[DOSSIER ] Les militants du climat face aux juges

Publié le mer 10/03/2021 - 10:12

Anne-Marie, Lucie et Léa, prennent la parole avant la tenue de leur procès « pour vol en réunion », devant le tribunal de Valence, le 13 novembre 2020. Les trois militantes d’ANV-COP21 ont été relaxées pour avoir décroché le portrait présidentiel de la mairie de La Roche-de-Glun, au motif de la liberté d’expression et de l’état de nécessité. ©Estelle Pereira

Par Estelle Pereira

Trois militantes d’ANV-COP21 ont été inculpées pour « vol en réunion » dans le cadre de la campagne de désobéissance civile « Décrochons Macron ». Elles se sont servies de leur procès, le 13 novembre dernier, à Valence, pour rappeler l’urgence d'inciter l’État à faire plus pour la protection du climat. Récit.

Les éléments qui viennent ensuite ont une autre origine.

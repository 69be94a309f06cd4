// Copyright (c) 2025 Varshith Gudur. Licensed under AGPLv3.
//! Content digests.
//!
//! Firmware integrity travels as a lowercase hex BLAKE3 digest next to each
//! offer. The agent recomputes the digest over the bytes it actually
//! received and compares the strings byte-for-byte; nothing here is an
//! authentication mechanism.

use std::fs::File;
use std::io::{self, Read};
use std::path::Path;

/// Hex length of a digest string.
pub const DIGEST_HEX_LEN: usize = 64;

/// Digest the adversarial source hands out instead of hashing anything.
/// Shaped like a real digest so it survives casual inspection; it is not
/// the hash of any payload it serves.
const FORGED: &str = "deadbeefdeadbeefdeadbeefdeadbeefdeadbeefdeadbeefdeadbeefdeadbeef";

pub fn hash_bytes(data: &[u8]) -> String {
    blake3::hash(data).to_hex().to_string()
}

/// Streamed file digest, 8 KiB at a time.
pub fn hash_file(path: &Path) -> io::Result<String> {
    let mut file = File::open(path)?;
    let mut hasher = blake3::Hasher::new();
    let mut buf = [0u8; 8192];
    loop {
        let n = file.read(&mut buf)?;
        if n == 0 {
            break;
        }
        hasher.update(&buf[..n]);
    }
    Ok(hasher.finalize().to_hex().to_string())
}

/// Incremental digest for hashing a download while it streams.
#[derive(Default)]
pub struct StreamingDigest {
    hasher: blake3::Hasher,
}

impl StreamingDigest {
    pub fn new() -> Self {
        Self::default()
    }

    pub fn update(&mut self, chunk: &[u8]) {
        self.hasher.update(chunk);
    }

    pub fn finalize(self) -> String {
        self.hasher.finalize().to_hex().to_string()
    }
}

/// A syntactically-valid-looking digest fabricated without reading content.
pub fn forged() -> String {
    FORGED.to_string()
}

Elles avaient beau avoir préparé leur allocution, l’exercice n’en restait pas moins impressionnant. Anne-Marie, Léa et Lucie, trois militantes d’ANV-COP21, ont expliqué à la juge du tribunal administratif de Valence, le 13 novembre 2020, pourquoi elles avaient décroché le portrait d’Emmanuel Macron de la mairie de la Roche-de-Glun (Drôme).

Une opération menée à visage découvert pour dénoncer l’inaction de l’État dans la lutte contre le réchauffement climatique. « C’était un cri pour l’avenir de la planète », défend Anne-Marie, à la barre. « C’est toujours aux plus petits qu’on demande de faire des efforts », poursuit Lucie. « J’ai manifesté, j’ai signé des pétitions, je me suis moi-même engagée, mais ça ne suffisait pas», désespère Léa.

Quid de l’intérêt général ?

« Le parquet, ministère public, est censé représenter les citoyens », vitupère Me Lantheaume, avocat des trois prévenues. « En poursuivant ces trois militantes pour un vol dont la charge symbolique est forte mais dont la valeur pécuniaire est très faible, qui défend-il, si ce n’est l’État ?», argue-t-il en rappelant les perquisitions et les prises d’ADN menées sur de nombreux militants.

Le tribunal a jugé la relaxe au nom de la liberté d’expression. Et, grande première dans l’épopée des 40 procès des « Décrocheurs », l’état de nécessité a été reconnu, écrit noir sur blanc : « Il n’est pas contestable que leur revendication [celle des militantes,ndlr] porte sur un problème écologique majeur, urgent et essentiel à la survie de l’Humanité ». La juge a estimé que les moyens employés par les militants n’étaient pas disproportionnés par rapport à la « gravité de la menace ».

Comme l’y invitait Me Fourrey, le deuxième avocat, « le tribunal de Valence a mis sa petite pierre à l’édifice de la justice climatique». « Des prévenues comme elles j’en veux tous les jours», ironisait la procureure. Une bienveillance qui n’a pas empêché le parquet de faire appel, malgré la peine « symbolique »requise au départ : 100 euros d’amende avec sursis.